AI Implementation Playbook

Most GenAI projects don't fail at the model. They fail at scoping, evals, or the handoff from prototype to production. This playbook is the ordered sequence we run on engagements, with the specific artifacts we expect out of each phase, the failure modes we've seen kill pilots, and the red flags that tell you to stop and regroup. Treat it as a checklist, not a waterfall — phases overlap, but skipping one almost always costs you a rewrite.

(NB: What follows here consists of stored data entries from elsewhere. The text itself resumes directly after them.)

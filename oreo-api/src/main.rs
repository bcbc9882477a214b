// ━━━━━━━━━━━━━━━━━━━━━━━━━━━━━━━━━━━━━━━━━━━━━━━━━━━━━━━━━━━━
//  oreo-server — standalone authorization service
//
//  REST boundary: axum on tokio
//  Policy store:  etcd (JSON documents, TC_OREO_* collections)
// ━━━━━━━━━━━━━━━━━━━━━━━━━━━━━━━━━━━━━━━━━━━━━━━━━━━━━━━━━━━━

use clap::Parser;
use oreo_api::server::{self, AppState};
use oreo_auth::Oreo;
use oreo_core::config::OreoConfig;
use oreo_store::EtcdStore;
use std::sync::Arc;
use std::time::Duration;
use tracing::info;

#[derive(Parser, Debug)]
#[command(name = "oreo-server", version, about = "Oreo — API gateway authorization service")]
struct Cli {
    /// Path to configuration file
    #[arg(short, long)]
    config: Option<String>,

    /// Log level
    #[arg(long, default_value = "info")]
    log_level: String,
}

#[tokio::main]
async fn main() -> anyhow::Result<()> {
    let cli = Cli::parse();

    // ── Tracing ──
    tracing_subscriber::fmt()
        .with_env_filter(
            tracing_subscriber::EnvFilter::try_from_default_env()
                .unwrap_or_else(|_| tracing_subscriber::EnvFilter::new(&cli.log_level)),
        )
        .with_target(false)
        .init();

    info!(version = env!("CARGO_PKG_VERSION"), "oreo-server starting");

    // ── Config ──
    let config = OreoConfig::load(cli.config.as_deref())?;
    info!(
        group = %config.group_name,
        singleton = config.singleton,
        "configuration loaded"
    );

    // ── Store ──
    let store = EtcdStore::connect(
        &config.etcd.endpoints,
        &config.etcd.prefix,
        Duration::from_millis(config.etcd.timeout_ms),
    )
    .await?;

    // ── Core ──
    let oreo = Arc::new(Oreo::new(&config, Arc::new(store)).await?);
    oreo.log_routes();

    // ── REST boundary ──
    let state = AppState { oreo: oreo.clone() };
    let result = server::start(&config.admin, state, "").await;

    oreo.stop();
    result
}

If you can't describe your use case in one sentence and your success metric in one number, you're not ready for Phase 2.

Phase 1: Discovery

Goal: Confirm this is a problem GenAI is the right tool for, and build an ROI thesis you can defend.

Deliverables

A one-sentence use case statement ("Reduce support handle time for tier-1 billing tickets by deflecting with an AI assistant in the help center.")
Baseline metrics: current state numbers (resolution time, cost, error rate, volume).
ROI thesis: one-page with the assumption math. If the honest number is under $500K/year impact and this is a custom build, stop.
Stakeholder map: who approves, who integrates, who owns it after launch.
"Why GenAI" justification: what's different about this vs a rules engine, classical ML, or no automation.

Common failure modes

Solutioning before the problem is pinned. "We need a chatbot" is not a problem statement.
Taking the first use case leadership pitched. It's often the loudest, not the highest-leverage. Inventory 5+ candidates and score them.
ROI math that assumes 100% adoption. Discount hard: 30-50% of projected impact is a realistic year-one number.

Red flags

No baseline metric exists and no one wants to measure one.
The executive sponsor can't name a person who will own this post-launch.
The use case requires the model to be correct >99% of the time with no human review.

Phase 2: Scoping

Goal: Translate the use case into a technical plan with an eval-first mindset.

Deliverables

Eval plan (before any code). What does "good" look like? What's the target metric? What's the threshold to ship?
Data audit. What data exists, where, in what shape, under what access controls. Sample 100 real inputs.
Architecture sketch. RAG / fine-tune / tool use / agent. See our RAG vs Fine-tuning framework.
Model shortlist. 2-3 candidate models with cost-per-request estimates.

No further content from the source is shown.